• **REQUIREMENT**
Every record below needs to be printed again exactly.

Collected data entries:
[Start of Attachment]
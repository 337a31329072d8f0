//! Response classification.
//!
//! Turns a raw [`HttpResponse`] into either a success body or exactly one
//! [`TwinError`] variant. Rules are evaluated in order and the first match
//! wins:
//!
//! 1. `401`/`403` → [`TwinError::Auth`], for every operation.
//! 2. `4xx` on a micropay whose body reports a quantity disagreement →
//!    [`TwinError::MicropayAmountMismatch`].
//! 3. `4xx` on a micropay whose body reports a token type disagreement →
//!    [`TwinError::MicropayTokenMismatch`].
//! 4. Any other non-2xx on a micropay → [`TwinError::Micropay`].
//! 5. Any other non-2xx → [`TwinError::Generic`].
//! 6. `2xx` → success.
//!
//! Twins do not return machine-readable rejection codes, so rules 2 and 3
//! look for a mismatch phrase plus its subject in the body's `error` string.
//! The word lists live in [`MismatchSignal::detect`] and nowhere else.

use std::fmt;

use http::StatusCode;

use crate::body::ResponseBody;
use crate::error::{ErrorDetail, TwinError, TwinErrorKind};
use crate::transport::HttpResponse;

/// What a request was trying to do. Only [`Operation::Micropay`] unlocks
/// the micropay-specific rules.
#[derive(Debug, Clone, Copy, PartialEq, Eq, Hash)]
pub enum Operation {
    /// `GET /info` on the client's own twin.
    Info,
    /// A direct token transfer.
    Pay,
    /// A paywall payment routed through the client's own twin.
    Micropay,
    /// Any other endpoint: fetch, import, arbitrary requests.
    Generic,
}

impl Operation {
    /// Returns the operation name used in logs.
    #[must_use]
    pub const fn as_str(self) -> &'static str {
        match self {
            Self::Info => "info",
            Self::Pay => "pay",
            Self::Micropay => "micropay",
            Self::Generic => "generic",
        }
    }
}

impl fmt::Display for Operation {
    fn fmt(&self, f: &mut fmt::Formatter<'_>) -> fmt::Result {
        f.write_str(self.as_str())
    }
}

/// The structural signal a micropay rejection body carries.
#[derive(Debug, Clone, Copy, PartialEq, Eq)]
pub enum MismatchSignal {
    /// The requested amount differs from the paywall's quantity.
    Amount,
    /// The requested token type differs from the paywall's type.
    Token,
}

impl MismatchSignal {
    const MISMATCH_PHRASES: &'static [&'static str] = &[
        "mismatch",
        "does not match",
        "doesn't match",
        "expected",
        "incorrect",
    ];
    const AMOUNT_SUBJECTS: &'static [&'static str] = &["amount", "quantity"];
    const TOKEN_SUBJECTS: &'static [&'static str] = &["token type", "pay type", "token"];

    /// Looks for a mismatch signal in a rejection body.
    ///
    /// Reads the `error` string of a JSON body, or the whole body if it is
    /// plain text. A signal needs both a mismatch phrase (`mismatch`,
    /// `does not match`, `expected`, ...) and a subject: `amount`/`quantity`
    /// for [`MismatchSignal::Amount`], `token`/`pay type` for
    /// [`MismatchSignal::Token`]. Amount takes precedence over token.
    #[must_use]
    pub fn detect(body: &ResponseBody) -> Option<Self> {
        let reason = match body {
            ResponseBody::Text(text) => text.as_str(),
            _ => body.error_message()?,
        };
        let reason = reason.to_ascii_lowercase();
        let mentions = |words: &[&str]| words.iter().any(|w| reason.contains(w));

        if !mentions(Self::MISMATCH_PHRASES) {
            return None;
        }
        if mentions(Self::AMOUNT_SUBJECTS) {
            Some(Self::Amount)
        } else if mentions(Self::TOKEN_SUBJECTS) {
            Some(Self::Token)
        } else {
            None
        }
    }
}

/// Picks the error kind for a non-2xx response.
#[must_use]
pub fn error_kind(status: StatusCode, body: &ResponseBody, operation: Operation) -> TwinErrorKind {
    if status == StatusCode::UNAUTHORIZED || status == StatusCode::FORBIDDEN {
        return TwinErrorKind::Auth;
    }
    if operation != Operation::Micropay {
        return TwinErrorKind::Generic;
    }
    if status.is_client_error() {
        match MismatchSignal::detect(body) {
            Some(MismatchSignal::Amount) => return TwinErrorKind::MicropayAmountMismatch,
            Some(MismatchSignal::Token) => return TwinErrorKind::MicropayTokenMismatch,
            None => {}
        }
    }
    TwinErrorKind::Micropay
}

/// Classifies `response`, returning its decoded body on success.
///
/// # Errors
///
/// Returns the single [`TwinError`] variant selected by the rules above for
/// any non-2xx status.
pub fn classify(response: HttpResponse, operation: Operation) -> Result<ResponseBody, TwinError> {
    if response.status.is_success() {
        return Ok(ResponseBody::from_bytes(response.body));
    }
    Err(reject(response.status, response.body, operation))
}

/// Classifies a response from a binary endpoint, returning the raw bytes on
/// success.
///
/// # Errors
///
/// Same as [`classify`]; the error body is decoded as usual.
pub fn classify_binary(
    response: HttpResponse,
    operation: Operation,
) -> Result<Vec<u8>, TwinError> {
    if response.status.is_success() {
        return Ok(response.body);
    }
    Err(reject(response.status, response.body, operation))
}

fn reject(status: StatusCode, raw: Vec<u8>, operation: Operation) -> TwinError {
    let detail = ErrorDetail::new(status, raw);
    let kind = error_kind(status, &detail.data, operation);
    let err = TwinError::from_kind(kind, detail);

    #[cfg(feature = "telemetry")]
    tracing::debug!(
        operation = %operation,
        status = status.as_u16(),
        kind = ?err.kind(),
        "twin rejected request"
    );

    err
}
[End of Attachment]
• **ANSWER BOX**
repository 337a31329072d8f0
//! Response classification.
//!
//! Turns a raw [`HttpResponse`] into either a success body or exactly one
//! [`TwinError`] variant. Rules are evaluated in order and the first match
//! wins:
//!
//! 1. `401`/`403` → [`TwinError::Auth`], for every operation.
//! 2. `4xx` on a micropay whose body reports a quantity disagreement →
//!    [`TwinError::MicropayAmountMismatch`].
//! 3. `4xx` on a micropay whose body reports a token type disagreement →
//!    [`TwinError::MicropayTokenMismatch`].
//! 4. Any other non-2xx on a micropay → [`TwinError::Micropay`].
//! 5. Any other non-2xx → [`TwinError::Generic`].
//! 6. `2xx` → success.
//!
//! Twins do not return machine-readable rejection codes, so rules 2 and 3
//! look for a mismatch phrase plus its subject in the body's `error` string.
//! The word lists live in [`MismatchSignal::detect`] and nowhere else.

use std::fmt;

use http::StatusCode;

use crate::body::ResponseBody;
use crate::error::{ErrorDetail, TwinError, TwinErrorKind};
use crate::transport::HttpResponse;

/// What a request was trying to do. Only [`Operation::Micropay`] unlocks
/// the micropay-specific rules.
#[derive(Debug, Clone, Copy, PartialEq, Eq, Hash)]
pub enum Operation {
    /// `GET /info` on the client's own twin.
    Info,
    /// A direct token transfer.
    Pay,
    /// A paywall payment routed through the client's own twin.
    Micropay,
    /// Any other endpoint: fetch, import, arbitrary requests.
    Generic,
}

impl Operation {
    /// Returns the operation name used in logs.
    #[must_use]
    pub const fn as_str(self) -> &'static str {
        match self {
            Self::Info => "info",
            Self::Pay => "pay",
            Self::Micropay => "micropay",
            Self::Generic => "generic",
        }
    }
}

impl fmt::Display for Operation {
    fn fmt(&self, f: &mut fmt::Formatter<'_>) -> fmt::Result {
        f.write_str(self.as_str())
    }
}

/// The structural signal a micropay rejection body carries.
#[derive(Debug, Clone, Copy, PartialEq, Eq)]
pub enum MismatchSignal {
    /// The requested amount differs from the paywall's quantity.
    Amount,
    /// The requested token type differs from the paywall's type.
    Token,
}

impl MismatchSignal {
    const MISMATCH_PHRASES: &'static [&'static str] = &[
        "mismatch",
        "does not match",
        "doesn't match",
        "expected",
        "incorrect",
    ];
    const AMOUNT_SUBJECTS: &'static [&'static str] = &["amount", "quantity"];
    const TOKEN_SUBJECTS: &'static [&'static str] = &["token type", "pay type", "token"];

    /// Looks for a mismatch signal in a rejection body.
    ///
    /// Reads the `error` string of a JSON body, or the whole body if it is
    /// plain text. A signal needs both a mismatch phrase (`mismatch`,
    /// `does not match`, `expected`, ...) and a subject: `amount`/`quantity`
    /// for [`MismatchSignal::Amount`], `token`/`pay type` for
    /// [`MismatchSignal::Token`]. Amount takes precedence over token.
    #[must_use]
    pub fn detect(body: &ResponseBody) -> Option<Self> {
        let reason = match body {
            ResponseBody::Text(text) => text.as_str(),
            _ => body.error_message()?,
        };
        let reason = reason.to_ascii_lowercase();
        let mentions = |words: &[&str]| words.iter().any(|w| reason.contains(w));

        if !mentions(Self::MISMATCH_PHRASES) {
            return None;
        }
        if mentions(Self::AMOUNT_SUBJECTS) {
            Some(Self::Amount)
        } else if mentions(Self::TOKEN_SUBJECTS) {
            Some(Self::Token)
        } else {
            None
        }
    }
}

/// Picks the error kind for a non-2xx response.
#[must_use]
pub fn error_kind(status: StatusCode, body: &ResponseBody, operation: Operation) -> TwinErrorKind {
    if status == StatusCode::UNAUTHORIZED || status == StatusCode::FORBIDDEN {
        return TwinErrorKind::Auth;
    }
    if operation != Operation::Micropay {
        return TwinErrorKind::Generic;
    }
    if status.is_client_error() {
        match MismatchSignal::detect(body) {
            Some(MismatchSignal::Amount) => return TwinErrorKind::MicropayAmountMismatch,
            Some(MismatchSignal::Token) => return TwinErrorKind::MicropayTokenMismatch,
            None => {}
        }
    }
    TwinErrorKind::Micropay
}

/// Classifies `response`, returning its decoded body on success.
///
/// # Errors
///
/// Returns the single [`TwinError`] variant selected by the rules above for
/// any non-2xx status.
pub fn classify(response: HttpResponse, operation: Operation) -> Result<ResponseBody, TwinError> {
    if response.status.is_success() {
        return Ok(ResponseBody::from_bytes(response.body));
    }
    Err(reject(response.status, response.body, operation))
}

/// Classifies a response from a binary endpoint, returning the raw bytes on
/// success.
///
/// # Errors
///
/// Same as [`classify`]; the error body is decoded as usual.
pub fn classify_binary(
    response: HttpResponse,
    operation: Operation,
) -> Result<Vec<u8>, TwinError> {
    if response.status.is_success() {
        return Ok(response.body);
    }
    Err(reject(response.status, response.body, operation))
}

fn reject(status: StatusCode, raw: Vec<u8>, operation: Operation) -> TwinError {
    let detail = ErrorDetail::new(status, raw);
    let kind = error_kind(status, &detail.data, operation);
    let err = TwinError::from_kind(kind, detail);

    #[cfg(feature = "telemetry")]
    tracing::debug!(
        operation = %operation,
        status = status.as_u16(),
        kind = ?err.kind(),
        "twin rejected request"
    );

    err
}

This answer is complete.